- REQUIRED ACTION
Output the data in full and exactly as presented.

- Dataset entries
══════════════════════════════
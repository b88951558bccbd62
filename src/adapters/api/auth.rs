//! Feed Authentication - HMAC-SHA256 Request Signing
//!
//! Signs every REST request and the stream login frame with
//! HMAC-SHA256. Credentials come from environment variables
//! (FEED_API_KEY, FEED_API_SECRET) and are never logged.

use std::fmt;
use std::sync::atomic::{AtomicU64, Ordering};
use std::time::{SystemTime, UNIX_EPOCH};

use anyhow::{Context, Result};
use base64::Engine;

/// Per-process nonce counter, offset by the construction-time seed.
static NONCE_COUNTER: AtomicU64 = AtomicU64::new(0);

/// Credentials plus the signing routine shared by the HTTP executor
/// and the stream connector.
pub struct FeedAuth {
    api_key: String,
    /// Never sent on the wire; only the computed signature is.
    api_secret: String,
    nonce_seed: u64,
}

impl fmt::Debug for FeedAuth {
    fn fmt(&self, f: &mut fmt::Formatter<'_>) -> fmt::Result {
        f.debug_struct("FeedAuth")
            .field("api_key", &self.api_key)
            .field("api_secret", &"<redacted>")
            .finish_non_exhaustive()
    }
}

impl FeedAuth {
    /// Build from explicit credentials.
    pub fn new(api_key: impl Into<String>, api_secret: impl Into<String>) -> Self {
        let nonce_seed = u64::try_from(
            SystemTime::now()
                .duration_since(UNIX_EPOCH)
                .unwrap_or_default()
                .as_millis(),
        )
        .unwrap_or_default();

        Self {
            api_key: api_key.into(),
            api_secret: api_secret.into(),
            nonce_seed,
        }
    }

    /// Load credentials from environment variables.
    ///
    /// Required env vars: FEED_API_KEY, FEED_API_SECRET.
    pub fn from_env() -> Result<Self> {
        let api_key = std::env::var("FEED_API_KEY").context("FEED_API_KEY not set")?;
        let api_secret = std::env::var("FEED_API_SECRET").context("FEED_API_SECRET not set")?;
        Ok(Self::new(api_key, api_secret))
    }

    pub fn api_key(&self) -> &str {
        &self.api_key
    }

    /// Unique nonce even for concurrent requests in the same millisecond.
    pub fn generate_nonce(&self) -> u64 {
        self.nonce_seed + NONCE_COUNTER.fetch_add(1, Ordering::Relaxed)
    }

    /// Current Unix timestamp in seconds, as signed.
    pub fn timestamp() -> String {
        SystemTime::now()
            .duration_since(UNIX_EPOCH)
            .unwrap_or_default()
            .as_secs()
            .to_string()
    }

    /// `base64(HMAC-SHA256(secret, timestamp + method + path + body))`
    pub fn sign(&self, timestamp: &str, method: &str, path: &str, body: &str) -> String {
        let message = format!("{timestamp}{method}{path}{body}");
        let mac = hmac_sha256::HMAC::mac(message.as_bytes(), self.api_secret.as_bytes());
        base64::engine::general_purpose::STANDARD.encode(mac)
    }

    /// Headers for one request: (key, timestamp, signature, nonce).
    pub fn auth_headers(&self, method: &str, path: &str, body: &str) -> AuthHeaders {
        let timestamp = Self::timestamp();
        let signature = self.sign(&timestamp, method, path, body);
        AuthHeaders {
            api_key: self.api_key.clone(),
            timestamp,
            signature,
            nonce: self.generate_nonce(),
        }
    }
}

/// Signed header values for one request.
#[derive(Debug, Clone, PartialEq, Eq)]
pub struct AuthHeaders {
    pub api_key: String,
    pub timestamp: String,
    pub signature: String,
    pub nonce: u64,
}

#[cfg(test)]
mod tests {
    use super::*;

    #[test]
    fn test_signature_is_deterministic() {
        let auth = FeedAuth::new("key", "secret");
        let a = auth.sign("1700000000", "GET", "/quotes", "");
        let b = auth.sign("1700000000", "GET", "/quotes", "");
        assert_eq!(a, b);
        // 32-byte MAC, base64 encoded.
        assert_eq!(a.len(), 44);
    }

    #[test]
    fn test_signature_covers_path_and_secret() {
        let auth = FeedAuth::new("key", "secret");
        let other = FeedAuth::new("key", "other-secret");
        let base = auth.sign("1700000000", "GET", "/quotes", "");
        assert_ne!(base, auth.sign("1700000000", "GET", "/scoreboard", ""));
        assert_ne!(base, other.sign("1700000000", "GET", "/quotes", ""));
    }

    #[test]
    fn test_nonces_are_unique() {
        let auth = FeedAuth::new("key", "secret");
        let a = auth.generate_nonce();
        let b = auth.generate_nonce();
        assert_ne!(a, b);
    }

    #[test]
    fn test_debug_redacts_secret() {
        let auth = FeedAuth::new("key", "super-secret");
        assert!(!format!("{auth:?}").contains("super-secret"));
    }
}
══════════════════════════════
- EXERCISE ANSWER
repository b88951558bccbd62
filename src/adapters/api/auth.rs
//! Feed Authentication - HMAC-SHA256 Request Signing
//!
//! Signs every REST request and the stream login frame with
//! HMAC-SHA256. Credentials come from environment variables
//! (FEED_API_KEY, FEED_API_SECRET) and are never logged.

use std::fmt;
use std::sync::atomic::{AtomicU64, Ordering};
use std::time::{SystemTime, UNIX_EPOCH};

use anyhow::{Context, Result};
use base64::Engine;

/// Per-process nonce counter, offset by the construction-time seed.
static NONCE_COUNTER: AtomicU64 = AtomicU64::new(0);

/// Credentials plus the signing routine shared by the HTTP executor
/// and the stream connector.
pub struct FeedAuth {
    api_key: String,
    /// Never sent on the wire; only the computed signature is.
    api_secret: String,
    nonce_seed: u64,
}

impl fmt::Debug for FeedAuth {
    fn fmt(&self, f: &mut fmt::Formatter<'_>) -> fmt::Result {
        f.debug_struct("FeedAuth")
            .field("api_key", &self.api_key)
            .field("api_secret", &"<redacted>")
            .finish_non_exhaustive()
    }
}

impl FeedAuth {
    /// Build from explicit credentials.
    pub fn new(api_key: impl Into<String>, api_secret: impl Into<String>) -> Self {
        let nonce_seed = u64::try_from(
            SystemTime::now()
                .duration_since(UNIX_EPOCH)
                .unwrap_or_default()
                .as_millis(),
        )
        .unwrap_or_default();

        Self {
            api_key: api_key.into(),
            api_secret: api_secret.into(),
            nonce_seed,
        }
    }

    /// Load credentials from environment variables.
    ///
    /// Required env vars: FEED_API_KEY, FEED_API_SECRET.
    pub fn from_env() -> Result<Self> {
        let api_key = std::env::var("FEED_API_KEY").context("FEED_API_KEY not set")?;
        let api_secret = std::env::var("FEED_API_SECRET").context("FEED_API_SECRET not set")?;
        Ok(Self::new(api_key, api_secret))
    }

    pub fn api_key(&self) -> &str {
        &self.api_key
    }

    /// Unique nonce even for concurrent requests in the same millisecond.
    pub fn generate_nonce(&self) -> u64 {
        self.nonce_seed + NONCE_COUNTER.fetch_add(1, Ordering::Relaxed)
    }

    /// Current Unix timestamp in seconds, as signed.
    pub fn timestamp() -> String {
        SystemTime::now()
            .duration_since(UNIX_EPOCH)
            .unwrap_or_default()
            .as_secs()
            .to_string()
    }

    /// `base64(HMAC-SHA256(secret, timestamp + method + path + body))`
    pub fn sign(&self, timestamp: &str, method: &str, path: &str, body: &str) -> String {
        let message = format!("{timestamp}{method}{path}{body}");
        let mac = hmac_sha256::HMAC::mac(message.as_bytes(), self.api_secret.as_bytes());
        base64::engine::general_purpose::STANDARD.encode(mac)
    }

    /// Headers for one request: (key, timestamp, signature, nonce).
    pub fn auth_headers(&self, method: &str, path: &str, body: &str) -> AuthHeaders {
        let timestamp = Self::timestamp();
        let signature = self.sign(&timestamp, method, path, body);
        AuthHeaders {
            api_key: self.api_key.clone(),
            timestamp,
            signature,
            nonce: self.generate_nonce(),
        }
    }
}

/// Signed header values for one request.
#[derive(Debug, Clone, PartialEq, Eq)]
pub struct AuthHeaders {
    pub api_key: String,
    pub timestamp: String,
    pub signature: String,
    pub nonce: u64,
}

#[cfg(test)]
mod tests {
    use super::*;

    #[test]
    fn test_signature_is_deterministic() {
        let auth = FeedAuth::new("key", "secret");
        let a = auth.sign("1700000000", "GET", "/quotes", "");
        let b = auth.sign("1700000000", "GET", "/quotes", "");
        assert_eq!(a, b);
        // 32-byte MAC, base64 encoded.
        assert_eq!(a.len(), 44);
    }

    #[test]
    fn test_signature_covers_path_and_secret() {
        let auth = FeedAuth::new("key", "secret");
        let other = FeedAuth::new("key", "other-secret");
        let base = auth.sign("1700000000", "GET", "/quotes", "");
        assert_ne!(base, auth.sign("1700000000", "GET", "/scoreboard", ""));
        assert_ne!(base, other.sign("1700000000", "GET", "/quotes", ""));
    }

    #[test]
    fn test_nonces_are_unique() {
        let auth = FeedAuth::new("key", "secret");
        let a = auth.generate_nonce();
        let b = auth.generate_nonce();
        assert_ne!(a, b);
    }

    #[test]
    fn test_debug_redacts_secret() {
        let auth = FeedAuth::new("key", "super-secret");
        assert!(!format!("{auth:?}").contains("super-secret"));
    }
}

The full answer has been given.